Ausente del entorno, la mujer frente a la noche revivía lo de horas antes. Apenas si dio tiempo a que el hombre le explicara que en una cuadrilla de hombres solos, la única mujer que llevaban, se había puesto de parto, antes de tiempo. La cuadrilla estaba sin tractor ni vehículo alguno porque era  sólo para el día, por lo que, por terminar, habían decidido comer de sequillo, pan, Tocino salaó, sardinas, longaniza y poco más, y por eso, ni sartén tenían para calentar agua.

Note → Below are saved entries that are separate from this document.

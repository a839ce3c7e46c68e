use tessera_state::Event;

use super::Store;
use crate::entity::FragmentSlot;
use crate::error::ModelError;
use crate::record::{EntityRef, FragmentId};

impl Store {
    /// Discard every uncommitted change on `target` and, recursively, on
    /// every fragment it holds. Rolling back a clean entity is a no-op.
    pub fn rollback(&mut self, target: impl Into<EntityRef>) -> Result<(), ModelError> {
        let target = target.into();
        self.rollback_entity(target)?;
        tracing::debug!(%target, state = self.state_path(target)?, "rolled back");
        if let EntityRef::Fragment(fragment) = target {
            self.notify_owner(fragment)?;
        }
        Ok(())
    }

    /// Restore only `owner`'s fragment slots to their persisted values,
    /// leaving its plain attributes alone.
    pub fn rollback_fragments(&mut self, owner: impl Into<EntityRef>) -> Result<(), ModelError> {
        let owner = owner.into();
        self.rollback_slots(owner)?;
        self.propagate(owner, Event::BecameDirty)
    }

    fn rollback_entity(&mut self, target: EntityRef) -> Result<(), ModelError> {
        self.rollback_slots(target)?;
        let state = self.entity(target)?.state;
        if self.machine.accepts(state, Event::RolledBack) {
            self.send(target, Event::RolledBack)?;
        } else if self.in_orphaned_flight(target)? {
            self.entity_mut(target)?.attributes.clear();
            self.settle_flight(target)?;
        } else {
            self.entity_mut(target)?.attributes.clear();
            self.sync_state(target, Event::BecameDirty)?;
        }
        Ok(())
    }

    /// A fragment still marked saving although no save of its owner is
    /// pending.
    fn in_orphaned_flight(&self, target: EntityRef) -> Result<bool, ModelError> {
        let EntityRef::Fragment(fragment) = target else {
            return Ok(false);
        };
        if !self.flags(target)?.is_saving {
            return Ok(false);
        }
        match self.fragment(fragment)?.owner {
            Some(owner) => Ok(!self.flags(owner)?.is_saving),
            None => Ok(true),
        }
    }

    /// Roll back every fragment a slot references, then restore the slot.
    ///
    /// Arrays roll back their current members in order, then any persisted
    /// member that was removed. Has-one slots roll back the current fragment
    /// and the persisted one if it was replaced.
    fn rollback_slots(&mut self, owner: EntityRef) -> Result<(), ModelError> {
        for name in self.slot_names(owner)? {
            let affected: Vec<FragmentId> = match self.slot(owner, &name)? {
                FragmentSlot::One(r) => r
                    .current()
                    .into_iter()
                    .chain(r.canonical().filter(|_| r.is_replaced()))
                    .collect(),
                FragmentSlot::Many(array) => {
                    let mut affected = array.members().to_vec();
                    for fragment in array.canonical().unwrap_or(&[]) {
                        if !affected.contains(fragment) {
                            affected.push(*fragment);
                        }
                    }
                    affected
                }
            };

            for fragment in affected {
                self.rollback_entity(EntityRef::Fragment(fragment))?;
            }

            match self.slot_mut(owner, &name)? {
                FragmentSlot::One(r) => r.current = r.canonical,
                FragmentSlot::Many(array) => array.rollback(),
            }
        }
        Ok(())
    }
}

Los hombres de la cuadrilla en su desesperación, la habían sacado hasta la carretera, pero nadie pasaba, y en la cuneta la mujer se retorcía  de dolor... El único, en mitad del calor del mediodía, un tractor y un remolque. Cuando José María y maría Paz llegaron, los hombres encendieron fuego, en el perol, el agua se calentó rápido. Las dos mujeres se miraron confiando la una en la otra, los hombres se volvieron de espaldas, y hacia adentro, rezaron cada uno lo que sabía. El sol estaba en lo alto inmisericorde. Estaban en la Mancha y por allí ni unas matas de carrasca crecían para dar sombra; viñas y barbechos, calor y hombres sin saber qué hacer cuando una nueva vida pugnaba por salir a la  tierra para vivir en ella.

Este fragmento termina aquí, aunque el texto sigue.